It all started slowly. That’s the best way to disguise failure. It’s how we can convince ourselves, “we're just learning"…
I had been working for this company about three months when it was decided that we needed to go Agile. We hired 2 product owners did a couple of days of training. Made a backlog, estimated, planned a sprint and brought new team members on board. We didn’t have a scrum master but we ‘were’ looking for one. Can’t have everything at once we told ourselves.

Yellow Flag 1: Starting a process by ignoring pieces of the process before trying them is folly.

We start this grand adventure with a meeting where it was deemed, the biggest oldest crappiest hard-to-read, difficult-to-modify code would be the starting point for the new hotness. Not lets rewrite it, but take the ‘scroll of insanity’ as it was called, and use it to build on for the new hotness. But we sallied-forth, new process, one bad decision won’t kill us, and we plodded along for a couple of months. 
Then the QA manager had a life event and never recovered, he left the company and the rest of this story is sans QA having a voice. We told ourselves we can work without a manager ‘for the team’.

Yellow Flag 2: Working without a direct supervisor for more then 3 months. 

Don't get me wrong I don't want to work for just any manager, and neither should you. But if a decent (notice NOT GOOD) manager doesn't show up within 3 months, I can think of 2 things. The company doesn't attract quality people. Or they aren't making it their highest priority.
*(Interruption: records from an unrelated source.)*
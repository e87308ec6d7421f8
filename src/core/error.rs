//! Error types for the linear SVM trainer

use thiserror::Error;

#[derive(Error, Debug)]
pub enum SVMError {
    #[error("Invalid parameter: {0}")]
    InvalidParameter(String),

    #[error("Missing input: {0}")]
    MissingInput(String),

    #[error("Unknown optimizer '{0}': expected 'lbfgs' or 'psgd'")]
    UnknownOptimizer(String),

    #[error("Optimizer '{0}' is unavailable: this build has no parallel execution backend")]
    UnsupportedOptimizer(String),

    #[error("Optimization failed: {0}")]
    OptimizationError(String),

    #[error("Model not trained")]
    ModelNotTrained,

    #[error("Invalid dataset: {0}")]
    InvalidDataset(String),

    #[error("Invalid label {label}: labels must lie in [0, {num_classes})")]
    InvalidLabel { label: usize, num_classes: usize },

    #[error(
        "Test data dimensionality ({actual}) must be the same as the dimensionality of the training data ({expected})"
    )]
    DimensionMismatch { expected: usize, actual: usize },

    #[error("{context} has {points} points, but {labels} labels were given")]
    LabelCountMismatch {
        context: &'static str,
        points: usize,
        labels: usize,
    },

    #[error("Empty dataset")]
    EmptyDataset,

    #[error("IO error: {0}")]
    IoError(#[from] std::io::Error),

    #[error("Parse error: {0}")]
    ParseError(String),

    #[error("Serialization error: {0}")]
    SerializationError(String),
}

impl SVMError {
    /// True for errors detected from option values alone, before any data
    /// has been loaded.
    pub fn is_configuration(&self) -> bool {
        matches!(
            self,
            SVMError::InvalidParameter(_)
                | SVMError::MissingInput(_)
                | SVMError::UnknownOptimizer(_)
        )
    }
}

pub type Result<T> = std::result::Result<T, SVMError>;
Soon our VP was walking through the building explaining to other people / board members the agile process in exquisite detail. Basically lying to their face, in front of ours.

Red Flag 1: When management tells everyone including you, we are Agile. Then proceeds to prevent you from being a self-directed team, doing backlog estimations, working on a single sprint at a time or defining done. Now that I see this, I wonder if it was a sadistic way of daring us to challenge him.

At this point we had a new development architect team. They had a working pre-alpha. As a concurrent B2B web application the VP decides we should load test this. I can handle a new challenge and was excited to get started.
First round of testing showed two concurrent users crash the new hotness. Spent a week tweaking on load testing cause clearly I’m missing something with the load test. After showing the development manager and VP the results. I was called a liar, and the load part of testing was given to someone else. Two weeks later he has the same results I do, and the development manager admits maybe there is an issue in our session management.
Meanwhile I'm off to functional automation. Automation is brittle and the 3rd party GUI libraries aren't helping. No hooks, dynamic id’s, I can’t work with this.  I of course had no manager to explain this to, but was informed, “It helps the developers move faster.” Which just puts QA, without a voice, further behind…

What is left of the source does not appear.